Reprinted from The Jerusalem Post of July 24, 1997

ISRAEL'S LEADERS SLEEP,

ARAFAT PLANS AHEAD:

EITAN'S EXPOSE

By Uri Dan and Dennis Eisenberg

Netanyahu's tough-guy act isn't fooling anybody, least of all Arafat.

(July 24) - Binyamin Netanyahu has been talking tough these past few days, using "harsh words" as he "slammed Arafat's police terrorism." He wants the arrest of Brig.-Gen. Ghazi Jabali for ordering his police commandos to kill Israelis at Har Bracha, close to Nablus.

Sternly, Netanyahu warns Arafat to desist from fomenting the Hebron rioting, which is "unacceptable." Netanyahu's fellow kitchenette chef, Foreign Minister David Levy, threatened not to meet with Arafat in Brussels unless he "uprooted terrorist elements." The government was bold enough to list all Arafat's breaches of promise, including his obligation to extradite murderers of Jews, many of whom serve in the PA's galaxy of armed militias.

Also spelled out were the broken promises about amending the PLO Charter which calls for the destruction of the Jewish state. During a private meeting, Hosni Mubarak and King Hussein once told Yitzhak Rabin that Arafat was "a pathological liar."

For a moment or two, one almost believed that Netanyahu's warnings were for real. And maybe, just maybe a chastised Arafat would cease instigating violence. Harsh reality quickly set in. No sooner was Arafat in Brussels than a beautifully coiffed Levy was warmly shaking his hand. "Great strides in sweetening the bitterness of the past five months of acrimony" was how the two beaming men described their discussions.

Agriculture and Environment Minister Rafael Eitan decided to go and check things out on the ground. Flying over Gaza in a small aircraft he was shocked by what he saw. He returned with a bunch of aerial photographs, which he displayed at last Sunday's cabinet meeting. There was no need for comment. Prominently featured was the frantic building of a massive breakwater for Arafat's future port. Also visible was a plant turning out the massive concrete blocks needed for such a major enterprise.

Eitan turned investigative reporter to prove that Arafat was engaging in yet another violation: He was not building his port on the site agreed with Israel, but in a Palestinian-controlled area where Israeli inspection would be virtually impossible. Does it matter if Arafat builds a port? Yes. It is vital to his plans. He exploited Beirut's port in the late '70s and early '80s, importing vast quantities of weapons and building up a sophisticated military machine in southern Lebanon. He even smuggled in heavy tanks.

To dodge Lebanese customs he had the tanks dismantled, crated and reassembled in his military camps. This suggests that as soon as his Gaza breakwater is completed, Arafat will be poised to import anything he likes, with no controls whatsoever. And any Israeli attempt to stop vessels on the way to Gaza and check their cargoes will certainly prompt a major anti-Israel onslaught in the UN.
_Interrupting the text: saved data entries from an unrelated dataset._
#![no_main]

use libfuzzer_sys::fuzz_target;
use weft_di::Settings;

fuzz_target!(|data: &[u8]| {
    let Ok(text) = std::str::from_utf8(data) else {
        return;
    };

    // First line is the lookup path, the rest the settings source
    let (path, source) = text.split_once('\n').unwrap_or((text, "{}"));
    if let Ok(settings) = Settings::from_json_str(source) {
        let _ = settings.get(path);
        let merged = settings.clone().merge(settings);
        let _ = merged.get_as::<String>(path);
    }

    let vars = text
        .lines()
        .filter_map(|line| line.split_once('='))
        .map(|(k, v)| (k.to_string(), v.to_string()));
    let settings = Settings::from_vars("FUZZ", vars);
    let _ = settings.get(path);
});
//! Property access used by the entity reference tracker.

use crate::entity::{EntityReferences, Value};
use crate::traits::Injectable;

/// A managed object whose properties can cross a serialization boundary.
///
/// Every non-transient property declared in the type's schema must be
/// reachable through [`property`](Self::property) and
/// [`property_mut`](Self::property_mut).
///
/// # Examples
///
/// ```rust
/// use weft_di::{EntityReferences, Injectable, Persistable, SlotCell, Value};
///
/// #[derive(Default)]
/// struct Basket {
///     owner: Value,
///     references: EntityReferences,
/// }
///
/// impl Injectable for Basket {
///     fn slot(&self, _name: &str) -> Option<&dyn SlotCell> {
///         None
///     }
/// }
///
/// impl Persistable for Basket {
///     fn property(&self, name: &str) -> Option<&Value> {
///         (name == "owner").then_some(&self.owner)
///     }
///
///     fn property_mut(&mut self, name: &str) -> Option<&mut Value> {
///         (name == "owner").then_some(&mut self.owner)
///     }
///
///     fn entity_references(&self) -> &EntityReferences {
///         &self.references
///     }
///
///     fn entity_references_mut(&mut self) -> &mut EntityReferences {
///         &mut self.references
///     }
/// }
/// ```
pub trait Persistable: Injectable {
    fn property(&self, name: &str) -> Option<&Value>;

    fn property_mut(&mut self, name: &str) -> Option<&mut Value>;

    /// Side table filled during preparation and drained on restore.
    fn entity_references(&self) -> &EntityReferences;

    fn entity_references_mut(&mut self) -> &mut EntityReferences;
}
Eitan's evidence points to just one more example of a direct breach of Arafat's agreements with Israel. Only a simpleton would suggest that Netanyahu and his defense minister don't know what is going on in Gaza. Israel has a high-powered intelligence service, and its own satellite which could, if needed, provide a precision photograph of the number plates of Saddam Hussein's car.
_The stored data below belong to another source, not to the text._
//! Service collection module for dependency injection.
//!
//! This module contains the ServiceCollection type used to register
//! construction recipes before building a [`Container`].

use std::any::{Any, TypeId};
use std::sync::Arc;

use crate::config::Settings;
use crate::entity::PersistenceLookup;
use crate::error::DiResult;
use crate::key::ServiceId;
use crate::lifetime::Lifetime;
use crate::observer::{DiObserver, Observers};
use crate::provider::{Container, ResolverContext};
use crate::registration::{AnyArc, Catalog, Recipe, Registration};
use crate::traits::Component;

pub mod module_system;
pub use module_system::*;

/// Registration builder for the container.
///
/// # Examples
///
/// ```
/// use weft_di::{ServiceCollection, ServiceId, Resolver};
///
/// let mut services = ServiceCollection::new();
/// services
///     .add_instance("Acme.Greeting", "hello".to_string())
///     .bind("Greeting", "Acme.Greeting");
///
/// let container = services.build();
/// let a = container.get_required::<String>(&ServiceId::new("Greeting"));
/// let b = container.get_required::<String>(&ServiceId::new("Acme.Greeting"));
/// assert!(std::sync::Arc::ptr_eq(&a, &b));
/// ```
#[derive(Default)]
pub struct ServiceCollection {
    catalog: Catalog,
    settings: Settings,
    persistence: Option<Arc<dyn PersistenceLookup>>,
    observers: Observers,
}

impl ServiceCollection {
    /// Creates a new empty service collection.
    pub fn new() -> Self {
        Self::default()
    }

    // ----- Component Registrations -----

    /// Registers the component `T` under `id`.
    ///
    /// The lifetime comes from `T`'s schema unless overridden on the returned
    /// builder. Registering the same identity again replaces the recipe.
    ///
    /// # Examples
    ///
    /// ```
    /// use weft_di::{BoundArguments, Component, DiResult, Injectable, ServiceCollection, ServiceId, SlotCell, TypeSchema, Resolver};
    ///
    /// struct Mailer {
    ///     host: String,
    /// }
    ///
    /// impl Injectable for Mailer {
    ///     fn slot(&self, _name: &str) -> Option<&dyn SlotCell> {
    ///         None
    ///     }
    /// }
    ///
    /// impl Component for Mailer {
    ///     fn schema() -> TypeSchema {
    ///         TypeSchema::new::<Self>().singleton().parameter("host")
    ///     }
    ///
    ///     fn construct(args: &BoundArguments) -> DiResult<Self> {
    ///         Ok(Self { host: args.value("host")? })
    ///     }
    /// }
    ///
    /// let mut services = ServiceCollection::new();
    /// services.register::<Mailer>("Acme.Mailer").argument("host", "smtp.local");
    ///
    /// let container = services.build();
    /// let mailer = container.get_required::<Mailer>(&ServiceId::new("Acme.Mailer"));
    /// assert_eq!(mailer.host, "smtp.local");
    /// ```
    pub fn register<T: Component>(&mut self, id: impl Into<ServiceId>) -> ComponentRegistration<'_> {
        let id = id.into();
        let schema = Arc::new(T::schema());
        let build: crate::registration::ComponentFn = Arc::new(|container: &Container, id: &ServiceId, registration: &Registration| {
            container
                .build_registered::<T>(id, registration)
                .map(|instance| instance as AnyArc)
        });

        let registration = Registration {
            lifetime: schema.lifetime(),
            type_name: schema.type_name(),
            type_id: Some(TypeId::of::<T>()),
            recipe: Recipe::Component {
                schema,
                arguments: Vec::new(),
                build,
            },
        };
        self.catalog.insert(id.clone(), registration);
        ComponentRegistration { catalog: &mut self.catalog, id }
    }

    /// Registers `T` under the identity derived from its type name.
    pub fn register_type<T: Component>(&mut self) -> ComponentRegistration<'_> {
        self.register::<T>(ServiceId::of::<T>())
    }

    // ----- Instances and Factories -----

    /// Registers a pre-built singleton.
    pub fn add_instance<T: Any + Send + Sync>(&mut self, id: impl Into<ServiceId>, value: T) -> &mut Self {
        self.add_instance_arc(id, Arc::new(value))
    }

    /// Registers an already shared singleton.
    pub fn add_instance_arc<T: Any + Send + Sync>(&mut self, id: impl Into<ServiceId>, value: Arc<T>) -> &mut Self {
        self.catalog.insert(
            id.into(),
            Registration {
                lifetime: Lifetime::Singleton,
                type_name: std::any::type_name::<T>(),
                type_id: Some(TypeId::of::<T>()),
                recipe: Recipe::Instance(value),
            },
        );
        self
    }

    /// Registers a factory; singleton factories run at most once.
    ///
    /// Factory output is not property-injected.
    pub fn add_factory<T, F>(&mut self, id: impl Into<ServiceId>, lifetime: Lifetime, factory: F) -> &mut Self
    where
        T: Any + Send + Sync,
        F: for<'a> Fn(&ResolverContext<'a>) -> DiResult<T> + Send + Sync + 'static,
    {
        let ctor = move |ctx: &ResolverContext| -> DiResult<AnyArc> {
            factory(ctx).map(|value| Arc::new(value) as AnyArc)
        };
        self.catalog.insert(
            id.into(),
            Registration {
                lifetime,
                type_name: std::any::type_name::<T>(),
                type_id: Some(TypeId::of::<T>()),
                recipe: Recipe::Factory(Arc::new(ctor)),
            },
        );
        self
    }

    /// Makes `interface` resolve through `implementation`'s recipe and cache entry.
    pub fn bind(&mut self, interface: impl Into<ServiceId>, implementation: impl Into<ServiceId>) -> &mut Self {
        let implementation = implementation.into();
        self.catalog.insert(
            interface.into(),
            Registration {
                lifetime: Lifetime::Singleton,
                type_name: "",
                type_id: None,
                recipe: Recipe::Alias(implementation),
            },
        );
        self
    }

    // ----- Environment -----

    /// Merges `settings` over any settings added before.
    pub fn with_settings(&mut self, settings: Settings) -> &mut Self {
        self.settings = std::mem::take(&mut self.settings).merge(settings);
        self
    }

    /// Sets the lookup used to restore entity references.
    pub fn with_persistence(&mut self, lookup: Arc<dyn PersistenceLookup>) -> &mut Self {
        self.persistence = Some(lookup);
        self
    }

    /// Adds a diagnostic observer.
    pub fn add_observer(&mut self, observer: Arc<dyn DiObserver>) -> &mut Self {
        self.observers.add(observer);
        self
    }

    pub fn is_registered(&self, id: &ServiceId) -> bool {
        self.catalog.contains(id)
    }

    /// Number of registered identities, aliases included.
    pub fn len(&self) -> usize {
        self.catalog.len()
    }

    pub fn is_empty(&self) -> bool {
        self.len() == 0
    }

    /// Builds the container.
    pub fn build(self) -> Container {
        tracing::debug!(registrations = self.catalog.len(), "building container");
        Container::new(self.catalog, self.settings, self.persistence, self.observers)
    }
}

/// Fluent options for a component registration.
pub struct ComponentRegistration<'a> {
    catalog: &'a mut Catalog,
    id: ServiceId,
}

impl ComponentRegistration<'_> {
    fn registration(&mut self) -> Option<&mut Registration> {
        self.catalog.get_mut(&self.id)
    }

    /// Overrides the lifetime declared by the schema.
    pub fn lifetime(mut self, lifetime: Lifetime) -> Self {
        if let Some(registration) = self.registration() {
            registration.lifetime = lifetime;
        }
        self
    }

    pub fn singleton(self) -> Self {
        self.lifetime(Lifetime::Singleton)
    }

    pub fn prototype(self) -> Self {
        self.lifetime(Lifetime::Prototype)
    }

    /// Configures a constructor argument used when the caller leaves `parameter` empty.
    pub fn argument(mut self, parameter: &str, value: impl Into<serde_json::Value>) -> Self {
        if let Some(Registration { recipe: Recipe::Component { arguments, .. }, .. }) = self.registration() {
            let value = value.into();
            match arguments.iter_mut().find(|(name, _)| name == parameter) {
                Some((_, existing)) => *existing = value,
                None => arguments.push((parameter.to_string(), value)),
            }
        }
        self
    }

    /// Also makes `alias` resolve to this registration.
    pub fn alias(self, alias: impl Into<ServiceId>) -> Self {
        self.catalog.insert(
            alias.into(),
            Registration {
                lifetime: Lifetime::Singleton,
                type_name: "",
                type_id: None,
                recipe: Recipe::Alias(self.id.clone()),
            },
        );
        self
    }

    pub fn id(&self) -> &ServiceId {
        &self.id
    }
}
So Netanyahu and Yitzhak Mordechai surely also know that Arafat has already completed a terminal for his airport which will make it difficult, if not impossible, for Israel to inspect who comes and goes, something originally laid down by Jerusalem.

According to diplomatic sources, all this has been swallowed without demur by the prime minister and his two close confidantes, Levy and Mordechai. Despite all Netanyahu's recent huffing and puffing, it is clear that he is persistently turning a blind eye to Arafat's contemptuous disregard of every agreement he has made, just like the previous government.

Without a word being said to the public, concession after concession is being made almost daily to Arafat, despite Netanyahu's "anger." For instance, in a bid not to sour the intensive negotiations going on quietly in the background between Israel and the Palestinians, it was agreed that Jerusalem would accede to Arafat's latest request for yet another batch of terrorist convicts serving terms in Israeli prisons to be quietly released. This, despite clear evidence that among the activists in Hamas's employ - and in Arafat's militias - are prisoners who were released on the strength of signed documents stating that they would no longer engage in terror.

When Arafat protested about the Israeli authorities holding up a cargo of sophisticated electronic equipment needed for his port and airport, Israel agreed to release the cargo. When Arafat complained about the difficulty of transporting individuals from Gaza to the West Bank - since not all of them drive.